▶ _Source records_:
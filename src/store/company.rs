use super::StoreError;
use crate::model::{Company, CompanyDraft, CompanyId};
use crate::validation::validate_company;
use log::*;

/// Holds the companies and the active selection.
///
#[derive(Debug, Default)]
pub struct CompanyStore {
    companies: Vec<Company>,
    active_id: Option<CompanyId>,
}

impl CompanyStore {
    /// Returns a store over the given companies with the first one active.
    ///
    pub fn new(companies: Vec<Company>) -> Self {
        let active_id = companies.first().map(|company| company.id);
        CompanyStore {
            companies,
            active_id,
        }
    }

    pub fn all(&self) -> &[Company] {
        &self.companies
    }

    pub fn get(&self, id: CompanyId) -> Option<&Company> {
        self.companies.iter().find(|company| company.id == id)
    }

    pub fn contains(&self, id: CompanyId) -> bool {
        self.get(id).is_some()
    }

    pub fn active_id(&self) -> Option<CompanyId> {
        self.active_id
    }

    /// Returns a reference to the active company or None in "new" mode.
    ///
    pub fn active(&self) -> Option<&Company> {
        self.active_id.and_then(|id| self.get(id))
    }

    /// Sets the active company, or enters "new" mode when `id` is None.
    ///
    pub fn select(&mut self, id: Option<CompanyId>) -> Result<(), StoreError> {
        if let Some(id) = id {
            if !self.contains(id) {
                return Err(StoreError::CompanyNotFound { id });
            }
        }
        debug!("Selecting company {:?}...", id);
        self.active_id = id;
        Ok(())
    }

    /// Re-selects the first remaining company, or none if the store is empty.
    ///
    pub fn select_fallback(&mut self) -> Option<CompanyId> {
        self.active_id = self.companies.first().map(|company| company.id);
        self.active_id
    }

    /// Validates and appends a new company, making it active. Returns the
    /// assigned id.
    ///
    pub fn create(&mut self, draft: &CompanyDraft) -> Result<CompanyId, StoreError> {
        let draft = CompanyDraft {
            id: None,
            ..draft.clone()
        };
        let errors = validate_company(&draft, &self.companies);
        if !errors.is_empty() {
            debug!("Rejected new company: {}", errors);
            return Err(StoreError::Validation(errors));
        }

        let id = self.next_id()?;
        self.companies.push(Company {
            id,
            name: draft.name,
            registration_number: draft.registration_number,
        });
        self.active_id = Some(id);
        info!("Created company {}", id);
        Ok(id)
    }

    /// Validates the fields, excluding the company itself from the duplicate
    /// check, and merges them into the existing record.
    ///
    pub fn update(&mut self, id: CompanyId, draft: &CompanyDraft) -> Result<(), StoreError> {
        if !self.contains(id) {
            return Err(StoreError::CompanyNotFound { id });
        }
        let draft = CompanyDraft {
            id: Some(id),
            ..draft.clone()
        };
        let errors = validate_company(&draft, &self.companies);
        if !errors.is_empty() {
            debug!("Rejected update of company {}: {}", id, errors);
            return Err(StoreError::Validation(errors));
        }

        if let Some(company) = self.companies.iter_mut().find(|company| company.id == id) {
            company.name = draft.name;
            company.registration_number = draft.registration_number;
        }
        info!("Updated company {}", id);
        Ok(())
    }

    /// Removes the company without touching the selection or its fiscal
    /// years. Callers cascade first and re-select afterwards.
    ///
    pub fn remove(&mut self, id: CompanyId) -> Result<Company, StoreError> {
        let index = self
            .companies
            .iter()
            .position(|company| company.id == id)
            .ok_or(StoreError::CompanyNotFound { id })?;
        Ok(self.companies.remove(index))
    }

    fn next_id(&self) -> Result<CompanyId, StoreError> {
        match self.companies.iter().map(|company| company.id).max() {
            Some(max) => max
                .checked_add(1)
                .ok_or(StoreError::IdsExhausted { kind: "company" }),
            None => Ok(1),
        }
    }
}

▶ _Task prompt_:
Show every line in the entries where the string "Result" occurs.

▶ _Answer for the task_:
    pub fn select(&mut self, id: Option<CompanyId>) -> Result<(), StoreError> {
    pub fn create(&mut self, draft: &CompanyDraft) -> Result<CompanyId, StoreError> {
    pub fn update(&mut self, id: CompanyId, draft: &CompanyDraft) -> Result<(), StoreError> {
    pub fn remove(&mut self, id: CompanyId) -> Result<Company, StoreError> {
    fn next_id(&self) -> Result<CompanyId, StoreError> {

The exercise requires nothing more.